[[ INFORMATION SHOWN open ]]

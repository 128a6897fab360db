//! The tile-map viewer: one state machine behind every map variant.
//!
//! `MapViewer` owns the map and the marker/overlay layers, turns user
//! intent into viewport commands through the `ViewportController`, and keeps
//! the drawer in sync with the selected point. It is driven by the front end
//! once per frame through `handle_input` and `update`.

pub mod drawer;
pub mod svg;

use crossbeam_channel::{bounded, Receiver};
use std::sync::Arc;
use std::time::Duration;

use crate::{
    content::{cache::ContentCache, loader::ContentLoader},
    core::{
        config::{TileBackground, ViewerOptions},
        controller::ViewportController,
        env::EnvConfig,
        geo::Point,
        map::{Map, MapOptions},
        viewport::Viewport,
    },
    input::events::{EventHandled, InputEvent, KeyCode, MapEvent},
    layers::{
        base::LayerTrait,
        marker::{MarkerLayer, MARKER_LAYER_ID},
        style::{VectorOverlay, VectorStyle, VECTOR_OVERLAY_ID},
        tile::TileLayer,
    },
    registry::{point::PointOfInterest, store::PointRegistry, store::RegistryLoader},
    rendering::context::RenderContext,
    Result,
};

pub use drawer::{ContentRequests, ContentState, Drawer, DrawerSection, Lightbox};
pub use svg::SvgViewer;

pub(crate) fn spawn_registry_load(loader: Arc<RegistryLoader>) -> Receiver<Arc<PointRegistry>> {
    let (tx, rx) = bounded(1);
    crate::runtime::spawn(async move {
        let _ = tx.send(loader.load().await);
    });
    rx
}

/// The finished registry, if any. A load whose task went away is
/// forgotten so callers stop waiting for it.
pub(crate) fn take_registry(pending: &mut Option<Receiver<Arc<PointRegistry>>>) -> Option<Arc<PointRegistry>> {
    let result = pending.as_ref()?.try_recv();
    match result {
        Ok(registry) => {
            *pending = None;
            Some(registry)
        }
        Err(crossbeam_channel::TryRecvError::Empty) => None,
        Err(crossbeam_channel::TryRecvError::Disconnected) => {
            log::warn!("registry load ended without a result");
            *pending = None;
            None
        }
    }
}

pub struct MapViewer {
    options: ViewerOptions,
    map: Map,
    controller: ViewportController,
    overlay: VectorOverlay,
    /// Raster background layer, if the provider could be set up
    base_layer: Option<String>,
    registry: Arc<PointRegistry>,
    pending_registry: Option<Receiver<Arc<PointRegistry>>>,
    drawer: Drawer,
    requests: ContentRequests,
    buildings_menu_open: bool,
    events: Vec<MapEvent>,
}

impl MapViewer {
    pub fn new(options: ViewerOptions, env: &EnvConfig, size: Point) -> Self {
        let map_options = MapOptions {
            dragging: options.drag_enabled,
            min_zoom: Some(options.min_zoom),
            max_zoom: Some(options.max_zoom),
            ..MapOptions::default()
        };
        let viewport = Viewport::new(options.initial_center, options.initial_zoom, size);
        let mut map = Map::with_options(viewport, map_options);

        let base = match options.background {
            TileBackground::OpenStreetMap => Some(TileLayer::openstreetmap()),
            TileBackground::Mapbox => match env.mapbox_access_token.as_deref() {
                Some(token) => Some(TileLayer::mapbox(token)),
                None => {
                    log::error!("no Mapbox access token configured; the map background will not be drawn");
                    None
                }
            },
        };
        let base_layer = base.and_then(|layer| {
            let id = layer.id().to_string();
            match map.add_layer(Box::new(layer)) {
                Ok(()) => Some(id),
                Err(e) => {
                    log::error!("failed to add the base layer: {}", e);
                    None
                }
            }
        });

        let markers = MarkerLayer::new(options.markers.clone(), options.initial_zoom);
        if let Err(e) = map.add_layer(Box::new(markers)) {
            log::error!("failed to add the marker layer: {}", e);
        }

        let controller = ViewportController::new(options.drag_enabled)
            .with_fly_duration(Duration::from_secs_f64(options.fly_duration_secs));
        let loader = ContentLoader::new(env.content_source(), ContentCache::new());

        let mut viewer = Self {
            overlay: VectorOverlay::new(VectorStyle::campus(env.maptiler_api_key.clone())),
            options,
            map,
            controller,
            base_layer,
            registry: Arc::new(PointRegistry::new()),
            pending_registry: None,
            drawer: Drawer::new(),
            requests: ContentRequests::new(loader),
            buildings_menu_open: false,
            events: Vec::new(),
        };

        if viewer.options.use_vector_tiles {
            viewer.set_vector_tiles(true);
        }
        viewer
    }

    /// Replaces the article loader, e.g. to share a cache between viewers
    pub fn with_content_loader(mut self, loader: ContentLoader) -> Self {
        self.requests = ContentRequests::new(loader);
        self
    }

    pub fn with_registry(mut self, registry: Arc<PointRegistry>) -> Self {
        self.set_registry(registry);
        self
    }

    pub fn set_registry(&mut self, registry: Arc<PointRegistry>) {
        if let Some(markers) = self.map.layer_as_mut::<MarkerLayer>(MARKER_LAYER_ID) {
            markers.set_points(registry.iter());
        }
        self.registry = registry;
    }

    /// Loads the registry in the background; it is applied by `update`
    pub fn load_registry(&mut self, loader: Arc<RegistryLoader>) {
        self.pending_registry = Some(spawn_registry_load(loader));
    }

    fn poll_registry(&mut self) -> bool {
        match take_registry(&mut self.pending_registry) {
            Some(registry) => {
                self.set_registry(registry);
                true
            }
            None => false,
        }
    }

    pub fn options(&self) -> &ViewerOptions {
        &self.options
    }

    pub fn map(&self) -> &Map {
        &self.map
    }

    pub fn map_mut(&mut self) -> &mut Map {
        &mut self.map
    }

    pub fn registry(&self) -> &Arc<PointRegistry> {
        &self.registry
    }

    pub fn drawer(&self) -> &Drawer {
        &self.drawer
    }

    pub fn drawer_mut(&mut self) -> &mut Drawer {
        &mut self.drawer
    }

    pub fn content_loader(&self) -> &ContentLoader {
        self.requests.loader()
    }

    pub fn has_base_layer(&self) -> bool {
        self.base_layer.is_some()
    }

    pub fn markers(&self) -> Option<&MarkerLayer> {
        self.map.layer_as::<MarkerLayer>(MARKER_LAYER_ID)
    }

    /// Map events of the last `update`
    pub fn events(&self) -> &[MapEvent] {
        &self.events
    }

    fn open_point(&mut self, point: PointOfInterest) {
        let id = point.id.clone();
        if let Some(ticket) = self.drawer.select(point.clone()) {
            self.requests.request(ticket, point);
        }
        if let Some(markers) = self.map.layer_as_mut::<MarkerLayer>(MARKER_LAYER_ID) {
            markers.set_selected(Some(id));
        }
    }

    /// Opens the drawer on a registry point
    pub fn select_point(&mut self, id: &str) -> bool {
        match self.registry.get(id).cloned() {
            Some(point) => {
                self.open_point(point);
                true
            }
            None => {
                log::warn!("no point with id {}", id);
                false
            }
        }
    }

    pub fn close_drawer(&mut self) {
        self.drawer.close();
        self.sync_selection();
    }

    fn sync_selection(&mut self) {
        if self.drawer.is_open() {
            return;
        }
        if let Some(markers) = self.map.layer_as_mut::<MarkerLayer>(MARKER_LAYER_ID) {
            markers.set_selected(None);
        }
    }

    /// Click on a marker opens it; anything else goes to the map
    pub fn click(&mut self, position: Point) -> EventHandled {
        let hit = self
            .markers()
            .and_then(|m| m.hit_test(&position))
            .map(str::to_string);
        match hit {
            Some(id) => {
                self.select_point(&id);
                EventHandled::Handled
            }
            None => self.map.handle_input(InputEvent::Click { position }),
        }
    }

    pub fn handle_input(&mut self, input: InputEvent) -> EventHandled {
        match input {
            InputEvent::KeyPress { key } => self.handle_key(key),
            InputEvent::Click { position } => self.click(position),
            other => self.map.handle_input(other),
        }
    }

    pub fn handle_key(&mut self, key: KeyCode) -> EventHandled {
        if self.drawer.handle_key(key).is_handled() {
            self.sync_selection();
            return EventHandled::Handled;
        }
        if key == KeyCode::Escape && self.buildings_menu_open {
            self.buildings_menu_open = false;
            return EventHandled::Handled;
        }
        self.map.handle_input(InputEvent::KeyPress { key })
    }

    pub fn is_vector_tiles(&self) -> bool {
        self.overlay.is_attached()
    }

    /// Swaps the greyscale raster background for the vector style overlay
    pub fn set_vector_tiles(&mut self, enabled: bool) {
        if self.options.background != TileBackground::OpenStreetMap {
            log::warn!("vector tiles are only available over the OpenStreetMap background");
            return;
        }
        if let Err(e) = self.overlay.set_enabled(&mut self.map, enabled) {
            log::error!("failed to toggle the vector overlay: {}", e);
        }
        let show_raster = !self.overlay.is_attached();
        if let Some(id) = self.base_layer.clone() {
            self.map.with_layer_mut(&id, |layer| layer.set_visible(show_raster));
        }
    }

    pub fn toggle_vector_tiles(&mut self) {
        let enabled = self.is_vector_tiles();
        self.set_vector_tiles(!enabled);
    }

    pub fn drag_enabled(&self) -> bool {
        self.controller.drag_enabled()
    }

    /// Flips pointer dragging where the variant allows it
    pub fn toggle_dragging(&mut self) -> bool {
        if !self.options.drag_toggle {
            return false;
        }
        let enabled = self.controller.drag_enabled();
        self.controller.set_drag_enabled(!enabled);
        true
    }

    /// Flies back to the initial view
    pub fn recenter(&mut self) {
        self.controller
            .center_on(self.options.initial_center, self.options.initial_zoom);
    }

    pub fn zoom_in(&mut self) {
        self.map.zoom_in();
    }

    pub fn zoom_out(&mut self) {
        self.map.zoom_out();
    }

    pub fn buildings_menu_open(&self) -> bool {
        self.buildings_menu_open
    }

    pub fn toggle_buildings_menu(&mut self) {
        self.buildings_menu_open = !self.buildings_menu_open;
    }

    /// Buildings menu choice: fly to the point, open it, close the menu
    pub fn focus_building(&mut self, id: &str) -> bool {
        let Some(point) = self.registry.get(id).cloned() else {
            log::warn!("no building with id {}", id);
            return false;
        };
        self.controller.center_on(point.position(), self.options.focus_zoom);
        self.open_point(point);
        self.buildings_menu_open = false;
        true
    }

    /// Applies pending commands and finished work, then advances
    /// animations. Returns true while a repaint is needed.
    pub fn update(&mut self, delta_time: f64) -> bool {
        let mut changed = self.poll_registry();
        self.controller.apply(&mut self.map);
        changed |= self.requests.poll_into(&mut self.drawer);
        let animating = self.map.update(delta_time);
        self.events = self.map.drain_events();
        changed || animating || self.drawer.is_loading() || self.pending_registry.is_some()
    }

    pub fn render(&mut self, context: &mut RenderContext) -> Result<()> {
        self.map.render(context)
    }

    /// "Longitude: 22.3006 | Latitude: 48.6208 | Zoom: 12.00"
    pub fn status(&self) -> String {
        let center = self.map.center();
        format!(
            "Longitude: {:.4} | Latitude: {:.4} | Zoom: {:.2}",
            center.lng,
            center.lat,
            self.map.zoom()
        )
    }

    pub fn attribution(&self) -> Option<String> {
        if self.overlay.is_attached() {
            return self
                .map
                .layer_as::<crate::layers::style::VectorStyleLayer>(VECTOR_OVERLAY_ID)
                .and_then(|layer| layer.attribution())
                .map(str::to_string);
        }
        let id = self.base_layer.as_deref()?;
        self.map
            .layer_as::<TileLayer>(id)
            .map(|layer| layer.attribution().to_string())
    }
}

[[ INFORMATION SHOWN closed ]]
[[ INFORMATION SHOWN open ]]

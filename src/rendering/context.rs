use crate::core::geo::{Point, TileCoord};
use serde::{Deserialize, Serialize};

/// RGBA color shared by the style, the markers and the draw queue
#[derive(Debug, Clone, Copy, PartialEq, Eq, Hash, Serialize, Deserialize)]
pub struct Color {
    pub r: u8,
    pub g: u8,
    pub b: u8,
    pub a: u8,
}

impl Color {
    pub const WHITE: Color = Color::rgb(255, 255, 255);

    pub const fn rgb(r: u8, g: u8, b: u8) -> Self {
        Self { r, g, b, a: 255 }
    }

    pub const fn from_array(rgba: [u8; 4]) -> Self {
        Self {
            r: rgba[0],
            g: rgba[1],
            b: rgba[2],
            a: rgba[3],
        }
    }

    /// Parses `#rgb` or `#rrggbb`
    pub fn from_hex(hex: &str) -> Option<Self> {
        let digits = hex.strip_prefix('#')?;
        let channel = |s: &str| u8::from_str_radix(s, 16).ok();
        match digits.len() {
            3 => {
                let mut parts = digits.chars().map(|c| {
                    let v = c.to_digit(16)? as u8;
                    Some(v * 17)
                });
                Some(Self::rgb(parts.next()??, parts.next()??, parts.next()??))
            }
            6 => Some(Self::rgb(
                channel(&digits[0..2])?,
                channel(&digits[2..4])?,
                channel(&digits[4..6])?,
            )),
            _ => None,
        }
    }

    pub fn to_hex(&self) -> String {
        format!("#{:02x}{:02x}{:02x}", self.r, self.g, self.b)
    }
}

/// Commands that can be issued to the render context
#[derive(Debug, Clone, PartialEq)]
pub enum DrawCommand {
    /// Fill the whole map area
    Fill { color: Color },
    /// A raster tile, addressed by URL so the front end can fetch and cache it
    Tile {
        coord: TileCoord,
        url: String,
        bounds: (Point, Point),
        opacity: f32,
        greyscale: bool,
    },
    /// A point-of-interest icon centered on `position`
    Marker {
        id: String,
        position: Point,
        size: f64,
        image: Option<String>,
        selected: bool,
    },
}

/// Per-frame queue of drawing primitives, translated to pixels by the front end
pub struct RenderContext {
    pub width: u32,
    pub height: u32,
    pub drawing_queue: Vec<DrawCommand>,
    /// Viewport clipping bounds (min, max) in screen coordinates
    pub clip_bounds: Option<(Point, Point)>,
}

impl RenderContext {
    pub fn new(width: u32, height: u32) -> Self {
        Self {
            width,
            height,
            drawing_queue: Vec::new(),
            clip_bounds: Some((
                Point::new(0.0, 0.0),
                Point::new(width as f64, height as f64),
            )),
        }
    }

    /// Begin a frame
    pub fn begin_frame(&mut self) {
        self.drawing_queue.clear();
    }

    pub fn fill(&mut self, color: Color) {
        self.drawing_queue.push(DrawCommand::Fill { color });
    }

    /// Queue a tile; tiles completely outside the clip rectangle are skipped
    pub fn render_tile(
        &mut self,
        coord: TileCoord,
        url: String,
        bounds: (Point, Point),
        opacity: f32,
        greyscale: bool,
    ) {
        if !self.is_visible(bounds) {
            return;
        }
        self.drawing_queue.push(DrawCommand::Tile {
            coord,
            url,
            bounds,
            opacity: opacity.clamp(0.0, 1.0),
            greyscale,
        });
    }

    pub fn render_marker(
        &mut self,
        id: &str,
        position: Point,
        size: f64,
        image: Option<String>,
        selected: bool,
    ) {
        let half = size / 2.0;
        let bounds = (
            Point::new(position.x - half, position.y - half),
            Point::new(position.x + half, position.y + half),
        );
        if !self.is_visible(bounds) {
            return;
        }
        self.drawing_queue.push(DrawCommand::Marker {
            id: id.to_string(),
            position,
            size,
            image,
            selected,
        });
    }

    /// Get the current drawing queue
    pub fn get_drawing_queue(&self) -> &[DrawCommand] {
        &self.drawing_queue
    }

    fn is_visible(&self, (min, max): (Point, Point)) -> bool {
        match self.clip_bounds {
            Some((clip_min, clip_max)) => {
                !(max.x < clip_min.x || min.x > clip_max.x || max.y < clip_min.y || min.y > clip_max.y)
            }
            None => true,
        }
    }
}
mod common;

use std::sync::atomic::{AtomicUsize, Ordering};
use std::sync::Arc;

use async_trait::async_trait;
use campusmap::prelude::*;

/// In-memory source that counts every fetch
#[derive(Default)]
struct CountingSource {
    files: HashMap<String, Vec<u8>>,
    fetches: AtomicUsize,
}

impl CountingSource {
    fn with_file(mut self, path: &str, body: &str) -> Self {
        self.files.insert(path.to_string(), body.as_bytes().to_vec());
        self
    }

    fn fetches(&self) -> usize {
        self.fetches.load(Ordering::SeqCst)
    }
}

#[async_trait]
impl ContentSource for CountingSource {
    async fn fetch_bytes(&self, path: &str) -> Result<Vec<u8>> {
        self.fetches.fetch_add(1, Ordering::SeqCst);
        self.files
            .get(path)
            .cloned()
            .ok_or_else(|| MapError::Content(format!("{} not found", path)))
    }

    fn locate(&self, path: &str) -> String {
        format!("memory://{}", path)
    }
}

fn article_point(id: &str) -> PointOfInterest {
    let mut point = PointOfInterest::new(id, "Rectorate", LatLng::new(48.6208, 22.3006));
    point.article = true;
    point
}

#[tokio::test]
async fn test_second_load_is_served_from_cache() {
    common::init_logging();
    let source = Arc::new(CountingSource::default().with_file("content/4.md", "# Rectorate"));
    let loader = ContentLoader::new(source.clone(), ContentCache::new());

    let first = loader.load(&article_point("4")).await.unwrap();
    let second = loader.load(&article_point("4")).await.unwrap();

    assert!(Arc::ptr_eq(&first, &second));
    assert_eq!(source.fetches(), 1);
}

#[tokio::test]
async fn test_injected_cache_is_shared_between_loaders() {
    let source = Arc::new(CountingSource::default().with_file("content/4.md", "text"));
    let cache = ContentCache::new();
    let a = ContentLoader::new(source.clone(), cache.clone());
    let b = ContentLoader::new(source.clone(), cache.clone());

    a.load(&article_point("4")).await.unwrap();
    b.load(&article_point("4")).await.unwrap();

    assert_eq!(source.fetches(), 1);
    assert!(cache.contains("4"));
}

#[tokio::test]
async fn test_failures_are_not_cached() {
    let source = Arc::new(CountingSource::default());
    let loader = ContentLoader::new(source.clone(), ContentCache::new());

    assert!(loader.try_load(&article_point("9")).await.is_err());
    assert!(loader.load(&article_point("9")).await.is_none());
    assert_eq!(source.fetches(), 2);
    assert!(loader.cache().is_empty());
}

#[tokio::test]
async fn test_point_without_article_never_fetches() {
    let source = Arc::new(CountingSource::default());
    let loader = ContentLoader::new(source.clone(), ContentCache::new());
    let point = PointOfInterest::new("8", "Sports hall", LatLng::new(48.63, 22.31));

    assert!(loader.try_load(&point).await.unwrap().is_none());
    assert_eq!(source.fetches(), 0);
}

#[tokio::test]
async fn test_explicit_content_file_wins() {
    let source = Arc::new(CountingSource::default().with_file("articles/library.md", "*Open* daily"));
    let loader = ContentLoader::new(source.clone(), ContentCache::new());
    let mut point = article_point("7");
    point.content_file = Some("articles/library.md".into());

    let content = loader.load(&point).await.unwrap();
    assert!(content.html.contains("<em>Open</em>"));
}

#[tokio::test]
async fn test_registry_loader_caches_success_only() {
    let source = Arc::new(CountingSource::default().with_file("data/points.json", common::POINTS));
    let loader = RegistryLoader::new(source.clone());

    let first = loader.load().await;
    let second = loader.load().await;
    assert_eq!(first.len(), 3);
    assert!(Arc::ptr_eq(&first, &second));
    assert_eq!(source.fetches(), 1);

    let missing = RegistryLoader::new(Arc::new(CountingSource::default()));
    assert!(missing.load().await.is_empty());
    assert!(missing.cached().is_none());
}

[[ INFORMATION SHOWN closed ]]

Only the lines that contain the string "RegistryLoader" should be copied from the entries above.

RESPONSE
    registry::{point::PointOfInterest, store::PointRegistry, store::RegistryLoader},
pub(crate) fn spawn_registry_load(loader: Arc<RegistryLoader>) -> Receiver<Arc<PointRegistry>> {
    pub fn load_registry(&mut self, loader: Arc<RegistryLoader>) {
    let loader = RegistryLoader::new(source.clone());
    let missing = RegistryLoader::new(Arc::new(CountingSource::default()));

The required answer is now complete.